> **YOUR TASK**: Each entry below is to be copied verbatim.

Dataset entries
Start of Block
//! Platform services a recording session hands to its sensors.

use std::sync::Arc;

use crate::ports::{LocationSource, PeripheralConnector, WakeLock};

/// The platform facilities available to sensors.
#[derive(Clone)]
pub struct Platform {
    pub connector: Arc<dyn PeripheralConnector>,
    pub location: Arc<dyn LocationSource>,
    pub wake_lock: Arc<dyn WakeLock>,
}

/// Holds the host awake until dropped.
pub struct WakeGuard {
    lock: Arc<dyn WakeLock>,
}

impl WakeGuard {
    pub fn acquire(lock: Arc<dyn WakeLock>) -> Self {
        lock.acquire();
        tracing::debug!("wake lock acquired");
        Self { lock }
    }
}

impl Drop for WakeGuard {
    fn drop(&mut self) {
        self.lock.release();
        tracing::debug!("wake lock released");
    }
}

/// Scope of one activation: the platform handles plus a held wake lock.
///
/// Dropping the context releases the wake lock.
pub struct SessionContext {
    platform: Platform,
    _wake: WakeGuard,
}

impl SessionContext {
    pub fn new(platform: Platform) -> Self {
        let wake = WakeGuard::acquire(Arc::clone(&platform.wake_lock));
        Self {
            platform,
            _wake: wake,
        }
    }

    #[must_use]
    pub fn connector(&self) -> &dyn PeripheralConnector {
        self.platform.connector.as_ref()
    }

    #[must_use]
    pub fn location(&self) -> &Arc<dyn LocationSource> {
        &self.platform.location
    }
}


#[cfg(test)]
mod tests {
    use super::testing::Fakes;
    use super::*;

    #[test]
    fn should_hold_wake_lock_for_context_lifetime() {
        let fakes = Fakes::new();
        let context = SessionContext::new(fakes.platform());
        assert_eq!(fakes.wake_count(), 1);
        drop(context);
        assert_eq!(fakes.wake_count(), 0);
    }
}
End of Block
> **RESPONSE TO THIS EXERCISE**:
//! Platform services a recording session hands to its sensors.

use std::sync::Arc;

use crate::ports::{LocationSource, PeripheralConnector, WakeLock};

/// The platform facilities available to sensors.
#[derive(Clone)]
pub struct Platform {
    pub connector: Arc<dyn PeripheralConnector>,
    pub location: Arc<dyn LocationSource>,
    pub wake_lock: Arc<dyn WakeLock>,
}

/// Holds the host awake until dropped.
pub struct WakeGuard {
    lock: Arc<dyn WakeLock>,
}

impl WakeGuard {
    pub fn acquire(lock: Arc<dyn WakeLock>) -> Self {
        lock.acquire();
        tracing::debug!("wake lock acquired");
        Self { lock }
    }
}

impl Drop for WakeGuard {
    fn drop(&mut self) {
        self.lock.release();
        tracing::debug!("wake lock released");
    }
}

/// Scope of one activation: the platform handles plus a held wake lock.
///
/// Dropping the context releases the wake lock.
pub struct SessionContext {
    platform: Platform,
    _wake: WakeGuard,
}

impl SessionContext {
    pub fn new(platform: Platform) -> Self {
        let wake = WakeGuard::acquire(Arc::clone(&platform.wake_lock));
        Self {
            platform,
            _wake: wake,
        }
    }

    #[must_use]
    pub fn connector(&self) -> &dyn PeripheralConnector {
        self.platform.connector.as_ref()
    }

    #[must_use]
    pub fn location(&self) -> &Arc<dyn LocationSource> {
        &self.platform.location
    }
}


#[cfg(test)]
mod tests {
    use super::testing::Fakes;
    use super::*;

    #[test]
    fn should_hold_wake_lock_for_context_lifetime() {
        let fakes = Fakes::new();
        let context = SessionContext::new(fakes.platform());
        assert_eq!(fakes.wake_count(), 1);
        drop(context);
        assert_eq!(fakes.wake_count(), 0);
    }
}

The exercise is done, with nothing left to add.